Lead germanium sulphate mineral

Fleischerite is a white to light-reddish pink sulfate mineral. It is named after Michael Fleischer, a co-founder of the International Mineralogical Association. Fleischerite was first recognized as a mineral in 1960. Fleischerite is the namesake of its own mineral group, which also includes schaurteite, despujolsite, mallestigite, and genplesite. It is often confused with dundasite.

== Occurrence ==
Fleischerite is found only in Tsumeb (Ongopolo) Mine, Namibia. It forms in oxidized portions of a dolostone-hosted hydrothermal germanium-bearing polymetallic ore deposits. The oldest samples are estimated to be 541 million years old.

== Appearance ==
Fleischerite crystals are very thin and up to 1.5 cm in length. They have a tender reddish hue and form sheets of subparallel individuals or hedgehog-like aggregates.

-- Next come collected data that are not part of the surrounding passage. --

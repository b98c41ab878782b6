//! Storage traits implemented by the PostgreSQL and in-memory stores.

use async_trait::async_trait;
use chrono::{DateTime, Utc};
use common::{AccountId, CustomerId, NotificationId, OrderId, ProductId};

use crate::Result;
use crate::records::{
    CustomerRecord, NewCustomer, NewNotification, NewOrder, NewProduct, NotificationRecord,
    OrderRecord, OrderStatus, ProductRecord,
};

/// Catalog reads and the administrative insert path.
#[async_trait]
pub trait CatalogStore: Send + Sync {
    /// Inserts a product and returns it with its generated id.
    async fn insert_product(&self, product: NewProduct) -> Result<ProductRecord>;

    /// Fetches a product by id.
    async fn get_product(&self, id: ProductId) -> Result<Option<ProductRecord>>;

    /// Lists the whole catalog.
    async fn list_products(&self) -> Result<Vec<ProductRecord>>;
}

/// Customer profile lookups.
#[async_trait]
pub trait CustomerStore: Send + Sync {
    /// Inserts a customer profile and returns it with its generated id.
    async fn insert_customer(&self, customer: NewCustomer) -> Result<CustomerRecord>;

    /// Resolves the profile linked to an external account, if any.
    async fn customer_by_account(&self, account_id: AccountId) -> Result<Option<CustomerRecord>>;

    /// Fetches a customer profile by id.
    async fn customer_by_id(&self, id: CustomerId) -> Result<Option<CustomerRecord>>;
}

/// Order persistence.
///
/// [`create_order`](OrderStore::create_order) is the atomic commit of
/// the checkout path: every line's conditional stock decrement and the
/// order + line inserts succeed together or not at all. A decrement
/// that affects zero rows aborts the transaction with
/// [`StoreError::StockConflict`](crate::StoreError::StockConflict).
#[async_trait]
pub trait OrderStore: Send + Sync {
    /// Commits an order atomically, decrementing stock per line.
    async fn create_order(&self, order: NewOrder) -> Result<OrderRecord>;

    /// Fetches an order with its lines and resolved product names.
    async fn get_order(&self, id: OrderId) -> Result<Option<OrderRecord>>;

    /// Lists all orders, newest first.
    async fn list_orders(&self) -> Result<Vec<OrderRecord>>;

    /// Lists a customer's orders, newest first.
    async fn orders_for_customer(&self, customer_id: CustomerId) -> Result<Vec<OrderRecord>>;

    /// Updates an order's status. Returns `None` for an unknown id.
    async fn update_status(&self, id: OrderId, status: OrderStatus)
    -> Result<Option<OrderRecord>>;

    /// Deletes an order and its lines. Returns false for an unknown id.
    async fn delete_order(&self, id: OrderId) -> Result<bool>;
}

/// Durable notification records.
#[async_trait]
pub trait NotificationStore: Send + Sync {
    /// Persists a notification with `is_read = false` and `sent_at` unset.
    async fn create_notification(
        &self,
        notification: NewNotification,
    ) -> Result<NotificationRecord>;

    /// Fetches a notification by id.
    async fn get_notification(&self, id: NotificationId) -> Result<Option<NotificationRecord>>;

    /// Lists all notifications, newest first.
    async fn list_notifications(&self) -> Result<Vec<NotificationRecord>>;

    /// Lists a customer's notifications, newest first.
    async fn notifications_for_customer(
        &self,
        customer_id: CustomerId,
    ) -> Result<Vec<NotificationRecord>>;

    /// Lists unread notifications, optionally scoped to a customer,
    /// newest first.
    async fn unread_notifications(
        &self,
        customer_id: Option<CustomerId>,
    ) -> Result<Vec<NotificationRecord>>;

    /// Counts unread notifications across all customers.
    async fn unread_count(&self) -> Result<i64>;

    /// Sets the read flag. Returns false for an unknown id; setting an
    /// already-read row is a successful no-op.
    async fn mark_read(&self, id: NotificationId) -> Result<bool>;

    /// Sets the read flag on every unread notification for a customer.
    /// Returns the number of rows updated.
    async fn mark_all_read(&self, customer_id: CustomerId) -> Result<u64>;

    /// Records a dispatch attempt. Returns false for an unknown id.
    async fn mark_sent(&self, id: NotificationId, at: DateTime<Utc>) -> Result<bool>;

    /// Lists notifications that were never dispatched (`sent_at` NULL),
    /// oldest first so the sweep re-drives in creation order.
    async fn unsent_notifications(&self) -> Result<Vec<NotificationRecord>>;

    /// Deletes read notifications created before the cutoff. Returns the
    /// number of rows deleted.
    async fn delete_read_older_than(&self, cutoff: DateTime<Utc>) -> Result<u64>;
}
pub mod health;
pub mod metrics;
pub mod orders;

== Paragenesis with other minerals ==

1. When fleischerite, cerussite, and mimetite cover a tennantite matrix, they create a rounded, matte white concretion.
2. When a dolostone core is covered with plumbojarosite and mimetite, which give it a greenish hue, fleischerite grows on top of them all.
3. Rarely, fleischerite enters paragenesis with alamosite, anglesite, hematite, leadhillite, melanotekite, mimetite, kegelite, larsenite, plumbojarosite, plumbotsumite and queitite.
4. Fleischerite also may have paragenesis with other secondary germanium minerals.